── Task input ──

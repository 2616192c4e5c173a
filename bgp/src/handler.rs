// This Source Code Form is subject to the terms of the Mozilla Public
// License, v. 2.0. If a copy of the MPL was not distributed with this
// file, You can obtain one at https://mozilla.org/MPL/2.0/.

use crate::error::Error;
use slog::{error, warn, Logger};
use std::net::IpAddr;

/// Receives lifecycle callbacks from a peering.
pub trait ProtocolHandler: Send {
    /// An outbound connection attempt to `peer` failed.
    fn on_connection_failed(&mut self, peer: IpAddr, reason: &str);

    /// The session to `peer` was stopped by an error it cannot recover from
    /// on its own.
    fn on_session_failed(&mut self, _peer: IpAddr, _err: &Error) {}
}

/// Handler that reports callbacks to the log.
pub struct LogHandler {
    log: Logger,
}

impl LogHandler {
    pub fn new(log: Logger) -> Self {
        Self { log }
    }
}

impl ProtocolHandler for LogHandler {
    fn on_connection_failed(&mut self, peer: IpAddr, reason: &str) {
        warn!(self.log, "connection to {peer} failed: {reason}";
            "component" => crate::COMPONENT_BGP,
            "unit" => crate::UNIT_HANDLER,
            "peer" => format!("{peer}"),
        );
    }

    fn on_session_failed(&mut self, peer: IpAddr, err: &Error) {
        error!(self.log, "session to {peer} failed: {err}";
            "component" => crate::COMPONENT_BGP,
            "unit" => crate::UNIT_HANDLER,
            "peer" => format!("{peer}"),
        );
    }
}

───
── Task input ──

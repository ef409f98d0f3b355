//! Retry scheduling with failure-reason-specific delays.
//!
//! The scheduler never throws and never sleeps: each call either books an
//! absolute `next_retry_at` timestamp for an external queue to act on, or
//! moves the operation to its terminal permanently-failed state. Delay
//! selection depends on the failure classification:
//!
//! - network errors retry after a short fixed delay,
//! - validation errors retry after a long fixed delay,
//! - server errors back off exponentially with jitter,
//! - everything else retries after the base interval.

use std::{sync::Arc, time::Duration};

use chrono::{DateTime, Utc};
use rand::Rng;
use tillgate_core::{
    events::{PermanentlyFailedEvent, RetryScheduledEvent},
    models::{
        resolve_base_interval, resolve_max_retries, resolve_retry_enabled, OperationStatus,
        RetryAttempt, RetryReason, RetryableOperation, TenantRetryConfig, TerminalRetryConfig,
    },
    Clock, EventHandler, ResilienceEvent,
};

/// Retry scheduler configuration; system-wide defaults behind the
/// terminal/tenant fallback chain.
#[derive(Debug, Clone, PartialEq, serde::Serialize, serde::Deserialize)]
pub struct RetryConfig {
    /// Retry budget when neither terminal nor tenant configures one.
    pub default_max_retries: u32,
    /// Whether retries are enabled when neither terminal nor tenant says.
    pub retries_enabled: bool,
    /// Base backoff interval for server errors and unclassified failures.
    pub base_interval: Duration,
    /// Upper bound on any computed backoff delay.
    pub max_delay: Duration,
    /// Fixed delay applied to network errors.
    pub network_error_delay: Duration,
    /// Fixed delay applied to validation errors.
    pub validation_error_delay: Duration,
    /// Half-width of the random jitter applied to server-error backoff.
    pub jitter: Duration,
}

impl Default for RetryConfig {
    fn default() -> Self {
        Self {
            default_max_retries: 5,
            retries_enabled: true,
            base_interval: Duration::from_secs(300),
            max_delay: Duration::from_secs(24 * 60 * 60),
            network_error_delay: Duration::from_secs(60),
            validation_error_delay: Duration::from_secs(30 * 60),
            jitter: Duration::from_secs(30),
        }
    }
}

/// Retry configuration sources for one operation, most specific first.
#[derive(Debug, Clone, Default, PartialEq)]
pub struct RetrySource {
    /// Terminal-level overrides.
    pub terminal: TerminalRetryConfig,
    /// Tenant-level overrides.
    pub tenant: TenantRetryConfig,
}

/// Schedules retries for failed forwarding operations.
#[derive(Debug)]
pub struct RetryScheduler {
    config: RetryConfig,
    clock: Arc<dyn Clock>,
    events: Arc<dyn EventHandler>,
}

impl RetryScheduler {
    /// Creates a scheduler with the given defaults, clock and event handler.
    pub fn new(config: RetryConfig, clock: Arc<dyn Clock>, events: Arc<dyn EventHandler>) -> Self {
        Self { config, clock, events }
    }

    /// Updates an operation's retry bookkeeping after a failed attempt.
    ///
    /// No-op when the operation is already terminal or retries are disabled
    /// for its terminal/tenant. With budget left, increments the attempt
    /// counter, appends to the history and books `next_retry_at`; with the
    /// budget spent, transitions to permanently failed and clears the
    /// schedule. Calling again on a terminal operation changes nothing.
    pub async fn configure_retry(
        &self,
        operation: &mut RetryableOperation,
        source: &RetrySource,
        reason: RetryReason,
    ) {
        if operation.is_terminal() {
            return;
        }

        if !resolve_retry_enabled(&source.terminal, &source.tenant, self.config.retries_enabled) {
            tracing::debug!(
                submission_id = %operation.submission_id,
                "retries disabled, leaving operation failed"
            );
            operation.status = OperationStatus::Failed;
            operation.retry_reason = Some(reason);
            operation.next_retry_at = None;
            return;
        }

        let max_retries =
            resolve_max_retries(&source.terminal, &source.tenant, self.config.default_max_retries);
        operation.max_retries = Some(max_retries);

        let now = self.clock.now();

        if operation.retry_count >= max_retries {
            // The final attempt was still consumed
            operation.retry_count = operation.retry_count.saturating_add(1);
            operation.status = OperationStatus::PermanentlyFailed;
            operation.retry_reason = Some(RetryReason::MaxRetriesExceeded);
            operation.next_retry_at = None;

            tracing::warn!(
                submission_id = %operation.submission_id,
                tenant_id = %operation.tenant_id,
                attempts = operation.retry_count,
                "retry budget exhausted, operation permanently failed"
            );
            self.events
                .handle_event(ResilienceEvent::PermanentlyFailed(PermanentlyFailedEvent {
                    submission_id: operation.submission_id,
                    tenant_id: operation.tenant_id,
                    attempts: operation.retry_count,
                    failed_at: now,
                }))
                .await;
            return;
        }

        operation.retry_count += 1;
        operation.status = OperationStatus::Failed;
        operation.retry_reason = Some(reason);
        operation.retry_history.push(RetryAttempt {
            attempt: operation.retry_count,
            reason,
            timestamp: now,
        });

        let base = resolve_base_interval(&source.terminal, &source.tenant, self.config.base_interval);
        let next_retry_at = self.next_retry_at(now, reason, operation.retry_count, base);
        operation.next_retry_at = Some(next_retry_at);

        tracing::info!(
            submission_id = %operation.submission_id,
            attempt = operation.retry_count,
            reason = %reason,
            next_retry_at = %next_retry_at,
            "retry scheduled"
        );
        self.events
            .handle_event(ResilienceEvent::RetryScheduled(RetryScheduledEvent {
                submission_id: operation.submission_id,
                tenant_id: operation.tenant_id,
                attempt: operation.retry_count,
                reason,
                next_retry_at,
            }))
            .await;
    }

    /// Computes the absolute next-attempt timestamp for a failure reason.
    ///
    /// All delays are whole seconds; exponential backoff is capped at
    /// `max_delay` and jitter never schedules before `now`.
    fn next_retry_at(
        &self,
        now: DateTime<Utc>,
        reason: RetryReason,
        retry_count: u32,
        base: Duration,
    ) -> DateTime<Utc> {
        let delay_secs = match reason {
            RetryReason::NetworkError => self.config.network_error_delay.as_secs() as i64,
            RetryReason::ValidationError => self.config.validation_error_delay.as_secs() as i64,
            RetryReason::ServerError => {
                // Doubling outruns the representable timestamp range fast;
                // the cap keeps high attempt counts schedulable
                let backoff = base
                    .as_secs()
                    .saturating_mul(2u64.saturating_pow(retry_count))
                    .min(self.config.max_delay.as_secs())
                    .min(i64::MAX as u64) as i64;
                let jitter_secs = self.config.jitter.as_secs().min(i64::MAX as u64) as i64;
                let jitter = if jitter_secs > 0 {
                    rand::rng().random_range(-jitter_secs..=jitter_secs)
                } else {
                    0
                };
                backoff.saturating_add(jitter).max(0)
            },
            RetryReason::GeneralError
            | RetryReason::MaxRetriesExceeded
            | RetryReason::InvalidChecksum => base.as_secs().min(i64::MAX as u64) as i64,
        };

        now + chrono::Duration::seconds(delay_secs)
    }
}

───
── Task input ──

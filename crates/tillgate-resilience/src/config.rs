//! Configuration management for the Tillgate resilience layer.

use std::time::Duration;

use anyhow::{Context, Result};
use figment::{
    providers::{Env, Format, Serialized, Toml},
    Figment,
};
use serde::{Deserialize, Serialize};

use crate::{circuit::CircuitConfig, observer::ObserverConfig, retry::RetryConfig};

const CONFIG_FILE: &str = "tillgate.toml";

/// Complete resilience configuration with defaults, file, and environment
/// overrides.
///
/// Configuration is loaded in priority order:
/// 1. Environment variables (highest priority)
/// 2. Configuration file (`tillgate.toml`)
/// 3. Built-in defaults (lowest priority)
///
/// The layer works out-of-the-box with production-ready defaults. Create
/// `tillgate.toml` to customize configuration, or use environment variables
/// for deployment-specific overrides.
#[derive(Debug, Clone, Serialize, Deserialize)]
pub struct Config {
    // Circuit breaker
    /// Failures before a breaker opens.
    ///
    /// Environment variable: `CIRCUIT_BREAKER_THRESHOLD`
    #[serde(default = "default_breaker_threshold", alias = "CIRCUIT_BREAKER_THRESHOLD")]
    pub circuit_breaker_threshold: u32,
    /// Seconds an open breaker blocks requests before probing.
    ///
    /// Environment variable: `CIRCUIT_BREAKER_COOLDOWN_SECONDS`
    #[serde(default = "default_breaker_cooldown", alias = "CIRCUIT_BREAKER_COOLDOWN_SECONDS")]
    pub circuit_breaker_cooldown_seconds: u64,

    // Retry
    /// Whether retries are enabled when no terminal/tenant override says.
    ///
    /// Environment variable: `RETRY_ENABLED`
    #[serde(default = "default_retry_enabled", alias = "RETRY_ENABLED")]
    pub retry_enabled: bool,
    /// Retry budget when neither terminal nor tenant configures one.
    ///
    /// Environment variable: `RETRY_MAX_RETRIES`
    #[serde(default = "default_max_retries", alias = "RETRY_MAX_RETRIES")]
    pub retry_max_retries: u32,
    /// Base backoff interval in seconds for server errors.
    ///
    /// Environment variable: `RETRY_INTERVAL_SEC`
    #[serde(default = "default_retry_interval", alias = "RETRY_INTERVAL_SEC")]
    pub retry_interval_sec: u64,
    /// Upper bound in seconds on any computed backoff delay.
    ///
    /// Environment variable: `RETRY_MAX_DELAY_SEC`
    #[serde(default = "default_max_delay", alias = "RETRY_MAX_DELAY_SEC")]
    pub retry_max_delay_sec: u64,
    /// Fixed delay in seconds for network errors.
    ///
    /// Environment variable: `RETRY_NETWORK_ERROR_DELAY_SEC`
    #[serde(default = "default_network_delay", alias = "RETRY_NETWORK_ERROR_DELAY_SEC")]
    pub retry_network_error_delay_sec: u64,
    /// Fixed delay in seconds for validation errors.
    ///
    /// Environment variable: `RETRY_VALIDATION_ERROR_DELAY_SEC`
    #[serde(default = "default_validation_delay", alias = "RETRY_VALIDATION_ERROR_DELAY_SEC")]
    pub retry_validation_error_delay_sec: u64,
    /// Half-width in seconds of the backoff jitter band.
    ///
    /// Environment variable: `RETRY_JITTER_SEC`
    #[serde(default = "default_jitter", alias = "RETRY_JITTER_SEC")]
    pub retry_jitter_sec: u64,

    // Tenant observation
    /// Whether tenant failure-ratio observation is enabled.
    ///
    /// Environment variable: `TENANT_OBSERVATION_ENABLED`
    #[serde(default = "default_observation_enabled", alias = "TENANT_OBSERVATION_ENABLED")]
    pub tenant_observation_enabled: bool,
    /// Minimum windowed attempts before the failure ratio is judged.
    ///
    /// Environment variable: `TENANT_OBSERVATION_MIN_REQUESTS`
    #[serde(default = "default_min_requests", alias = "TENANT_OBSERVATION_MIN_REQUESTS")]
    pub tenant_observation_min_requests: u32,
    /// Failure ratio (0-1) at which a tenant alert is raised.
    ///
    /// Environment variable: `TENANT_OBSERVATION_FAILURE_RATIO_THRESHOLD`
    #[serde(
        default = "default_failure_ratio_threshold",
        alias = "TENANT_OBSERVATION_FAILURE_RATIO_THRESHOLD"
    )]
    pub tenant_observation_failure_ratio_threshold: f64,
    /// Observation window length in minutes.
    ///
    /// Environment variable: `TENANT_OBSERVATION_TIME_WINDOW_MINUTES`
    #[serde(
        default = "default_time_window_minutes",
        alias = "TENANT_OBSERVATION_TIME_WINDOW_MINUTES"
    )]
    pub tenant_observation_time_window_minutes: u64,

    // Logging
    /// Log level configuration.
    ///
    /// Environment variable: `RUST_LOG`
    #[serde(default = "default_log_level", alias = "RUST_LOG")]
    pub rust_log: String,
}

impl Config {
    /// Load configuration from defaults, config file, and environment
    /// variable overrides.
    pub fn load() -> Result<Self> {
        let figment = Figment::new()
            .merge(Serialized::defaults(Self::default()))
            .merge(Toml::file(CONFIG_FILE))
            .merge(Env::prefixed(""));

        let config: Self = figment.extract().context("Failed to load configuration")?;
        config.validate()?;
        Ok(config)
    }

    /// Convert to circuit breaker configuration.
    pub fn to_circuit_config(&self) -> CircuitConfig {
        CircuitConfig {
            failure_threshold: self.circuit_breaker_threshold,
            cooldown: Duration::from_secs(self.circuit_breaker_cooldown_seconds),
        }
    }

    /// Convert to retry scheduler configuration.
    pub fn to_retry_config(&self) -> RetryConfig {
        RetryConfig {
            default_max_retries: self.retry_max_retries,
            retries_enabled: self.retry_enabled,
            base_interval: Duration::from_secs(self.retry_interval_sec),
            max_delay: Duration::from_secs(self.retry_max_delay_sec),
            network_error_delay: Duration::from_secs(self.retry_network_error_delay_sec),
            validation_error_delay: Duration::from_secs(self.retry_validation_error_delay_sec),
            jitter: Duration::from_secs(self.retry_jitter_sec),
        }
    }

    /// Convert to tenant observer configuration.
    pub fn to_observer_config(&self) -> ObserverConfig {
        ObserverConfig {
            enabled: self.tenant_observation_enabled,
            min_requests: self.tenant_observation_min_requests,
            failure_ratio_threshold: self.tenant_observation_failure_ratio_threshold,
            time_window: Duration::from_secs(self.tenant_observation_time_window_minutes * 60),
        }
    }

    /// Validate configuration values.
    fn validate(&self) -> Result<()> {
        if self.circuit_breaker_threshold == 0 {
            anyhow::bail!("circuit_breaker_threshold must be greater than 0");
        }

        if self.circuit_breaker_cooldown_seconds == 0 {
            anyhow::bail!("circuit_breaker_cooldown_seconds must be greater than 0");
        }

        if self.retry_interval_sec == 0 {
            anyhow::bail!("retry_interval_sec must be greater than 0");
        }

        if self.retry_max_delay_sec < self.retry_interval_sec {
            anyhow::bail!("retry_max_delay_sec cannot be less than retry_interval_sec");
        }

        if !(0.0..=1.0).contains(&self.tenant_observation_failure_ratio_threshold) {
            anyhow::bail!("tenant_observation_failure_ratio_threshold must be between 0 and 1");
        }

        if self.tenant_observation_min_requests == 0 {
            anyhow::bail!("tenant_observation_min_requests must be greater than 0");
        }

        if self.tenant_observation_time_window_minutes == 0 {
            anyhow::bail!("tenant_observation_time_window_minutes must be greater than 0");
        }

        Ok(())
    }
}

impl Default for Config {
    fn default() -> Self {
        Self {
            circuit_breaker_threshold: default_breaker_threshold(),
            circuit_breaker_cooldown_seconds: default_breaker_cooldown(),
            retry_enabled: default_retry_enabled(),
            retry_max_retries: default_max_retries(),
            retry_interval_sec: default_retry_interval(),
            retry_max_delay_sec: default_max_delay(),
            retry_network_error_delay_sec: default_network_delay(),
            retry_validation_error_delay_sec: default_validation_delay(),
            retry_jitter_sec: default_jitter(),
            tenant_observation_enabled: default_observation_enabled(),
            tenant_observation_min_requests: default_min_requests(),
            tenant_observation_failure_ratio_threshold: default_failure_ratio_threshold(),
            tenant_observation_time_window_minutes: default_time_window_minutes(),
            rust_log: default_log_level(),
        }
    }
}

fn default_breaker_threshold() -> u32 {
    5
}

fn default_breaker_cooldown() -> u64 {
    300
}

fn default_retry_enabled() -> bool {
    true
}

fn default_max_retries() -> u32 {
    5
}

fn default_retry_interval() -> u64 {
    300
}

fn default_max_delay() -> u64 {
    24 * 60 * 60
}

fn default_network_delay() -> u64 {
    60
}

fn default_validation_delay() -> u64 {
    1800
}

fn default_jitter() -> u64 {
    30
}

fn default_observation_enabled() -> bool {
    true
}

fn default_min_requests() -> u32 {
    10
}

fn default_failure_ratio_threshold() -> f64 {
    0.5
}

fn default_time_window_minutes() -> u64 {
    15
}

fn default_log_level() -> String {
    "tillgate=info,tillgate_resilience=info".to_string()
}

───

**Task objective:**
The expected answer is a copy of every line in the entries that holds the word "filename".

**Final answer:**
filename bgp/src/handler.rs
filename crates/tillgate-resilience/src/config.rs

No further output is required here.